Information supplied »
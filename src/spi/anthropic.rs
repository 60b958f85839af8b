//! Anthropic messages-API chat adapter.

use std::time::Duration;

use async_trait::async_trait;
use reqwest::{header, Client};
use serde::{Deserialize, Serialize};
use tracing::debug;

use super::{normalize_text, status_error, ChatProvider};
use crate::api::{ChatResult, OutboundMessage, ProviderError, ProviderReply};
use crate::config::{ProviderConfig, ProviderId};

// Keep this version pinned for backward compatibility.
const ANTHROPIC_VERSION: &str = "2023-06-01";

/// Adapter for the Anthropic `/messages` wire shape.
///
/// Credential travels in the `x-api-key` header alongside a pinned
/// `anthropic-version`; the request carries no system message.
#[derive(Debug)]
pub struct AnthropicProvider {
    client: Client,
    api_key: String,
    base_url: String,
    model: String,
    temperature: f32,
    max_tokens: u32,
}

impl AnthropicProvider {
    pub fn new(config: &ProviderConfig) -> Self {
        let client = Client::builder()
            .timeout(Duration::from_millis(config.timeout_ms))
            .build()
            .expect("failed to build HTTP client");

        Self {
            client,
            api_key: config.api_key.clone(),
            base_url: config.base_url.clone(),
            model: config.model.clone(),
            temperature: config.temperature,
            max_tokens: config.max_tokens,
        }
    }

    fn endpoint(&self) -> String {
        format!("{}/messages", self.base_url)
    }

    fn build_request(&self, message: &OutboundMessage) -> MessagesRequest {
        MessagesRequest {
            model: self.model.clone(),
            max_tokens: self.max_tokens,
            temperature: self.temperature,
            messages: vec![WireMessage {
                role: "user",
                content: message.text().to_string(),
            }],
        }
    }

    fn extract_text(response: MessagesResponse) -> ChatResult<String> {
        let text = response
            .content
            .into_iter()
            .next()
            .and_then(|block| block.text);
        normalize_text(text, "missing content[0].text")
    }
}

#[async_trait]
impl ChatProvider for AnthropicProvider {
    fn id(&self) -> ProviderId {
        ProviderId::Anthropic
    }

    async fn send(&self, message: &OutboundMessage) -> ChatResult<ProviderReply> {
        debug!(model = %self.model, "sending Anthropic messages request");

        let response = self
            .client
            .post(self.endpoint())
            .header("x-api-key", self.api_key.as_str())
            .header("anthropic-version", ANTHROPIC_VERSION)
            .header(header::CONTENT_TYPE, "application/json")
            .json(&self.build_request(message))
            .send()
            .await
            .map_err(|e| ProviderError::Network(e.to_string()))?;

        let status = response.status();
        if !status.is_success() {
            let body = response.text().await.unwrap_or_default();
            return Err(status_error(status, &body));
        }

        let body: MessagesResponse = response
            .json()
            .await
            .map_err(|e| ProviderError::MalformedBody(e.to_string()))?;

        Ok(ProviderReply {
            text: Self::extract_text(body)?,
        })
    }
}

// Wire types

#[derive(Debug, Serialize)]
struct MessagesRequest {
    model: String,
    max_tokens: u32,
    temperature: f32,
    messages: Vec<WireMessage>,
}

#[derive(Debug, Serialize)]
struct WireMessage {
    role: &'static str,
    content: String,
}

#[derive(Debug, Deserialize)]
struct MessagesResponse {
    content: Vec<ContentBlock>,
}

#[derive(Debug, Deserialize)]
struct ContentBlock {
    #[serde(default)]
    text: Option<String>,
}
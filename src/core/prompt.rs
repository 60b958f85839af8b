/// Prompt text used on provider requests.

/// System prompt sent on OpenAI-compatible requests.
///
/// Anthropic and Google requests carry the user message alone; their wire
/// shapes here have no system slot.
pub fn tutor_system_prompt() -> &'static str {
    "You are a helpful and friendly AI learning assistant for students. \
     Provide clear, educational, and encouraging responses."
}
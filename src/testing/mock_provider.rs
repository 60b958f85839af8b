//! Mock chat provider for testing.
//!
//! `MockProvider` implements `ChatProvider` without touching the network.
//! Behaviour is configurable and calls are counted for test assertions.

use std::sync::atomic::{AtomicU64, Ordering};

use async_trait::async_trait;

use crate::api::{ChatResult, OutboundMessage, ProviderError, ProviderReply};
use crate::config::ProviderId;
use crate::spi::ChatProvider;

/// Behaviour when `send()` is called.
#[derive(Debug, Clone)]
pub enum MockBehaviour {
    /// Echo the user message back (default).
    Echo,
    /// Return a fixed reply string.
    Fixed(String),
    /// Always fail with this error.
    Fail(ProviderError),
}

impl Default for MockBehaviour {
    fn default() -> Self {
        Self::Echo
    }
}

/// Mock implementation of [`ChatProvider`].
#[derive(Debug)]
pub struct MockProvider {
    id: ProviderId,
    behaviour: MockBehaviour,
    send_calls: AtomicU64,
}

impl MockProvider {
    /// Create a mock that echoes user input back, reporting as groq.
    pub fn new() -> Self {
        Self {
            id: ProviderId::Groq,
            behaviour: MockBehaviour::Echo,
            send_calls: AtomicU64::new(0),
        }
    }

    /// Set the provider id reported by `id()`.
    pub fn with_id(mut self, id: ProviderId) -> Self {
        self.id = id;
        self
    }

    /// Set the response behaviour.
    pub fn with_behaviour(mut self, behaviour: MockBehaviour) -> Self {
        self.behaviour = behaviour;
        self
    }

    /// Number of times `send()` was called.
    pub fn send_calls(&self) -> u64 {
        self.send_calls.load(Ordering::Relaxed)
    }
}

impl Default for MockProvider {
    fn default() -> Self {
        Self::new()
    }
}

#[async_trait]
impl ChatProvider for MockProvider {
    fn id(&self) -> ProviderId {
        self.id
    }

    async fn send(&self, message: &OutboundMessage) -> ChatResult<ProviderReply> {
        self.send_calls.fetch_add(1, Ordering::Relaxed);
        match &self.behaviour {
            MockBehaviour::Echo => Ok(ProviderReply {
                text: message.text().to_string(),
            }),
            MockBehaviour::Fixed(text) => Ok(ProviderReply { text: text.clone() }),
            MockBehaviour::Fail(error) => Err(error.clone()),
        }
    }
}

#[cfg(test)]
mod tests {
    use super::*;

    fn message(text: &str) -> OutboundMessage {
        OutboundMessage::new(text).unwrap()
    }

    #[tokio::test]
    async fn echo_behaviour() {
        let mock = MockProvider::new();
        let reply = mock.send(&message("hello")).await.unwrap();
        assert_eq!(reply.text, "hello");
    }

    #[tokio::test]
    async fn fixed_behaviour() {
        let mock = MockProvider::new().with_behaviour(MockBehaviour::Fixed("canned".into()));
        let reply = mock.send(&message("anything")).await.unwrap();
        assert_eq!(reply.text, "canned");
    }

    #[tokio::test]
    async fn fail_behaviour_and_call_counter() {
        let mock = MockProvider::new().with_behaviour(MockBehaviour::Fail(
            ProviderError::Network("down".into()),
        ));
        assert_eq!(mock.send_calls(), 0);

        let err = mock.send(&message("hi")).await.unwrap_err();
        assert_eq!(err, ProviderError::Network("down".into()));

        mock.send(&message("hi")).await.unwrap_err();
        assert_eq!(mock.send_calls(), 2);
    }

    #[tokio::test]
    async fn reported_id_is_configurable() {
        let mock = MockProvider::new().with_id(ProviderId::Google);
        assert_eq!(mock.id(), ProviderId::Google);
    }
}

Work to complete » Extract every line containing the string "AnthropicProvider" from the data above.

Written response »
pub struct AnthropicProvider {
impl AnthropicProvider {
impl ChatProvider for AnthropicProvider {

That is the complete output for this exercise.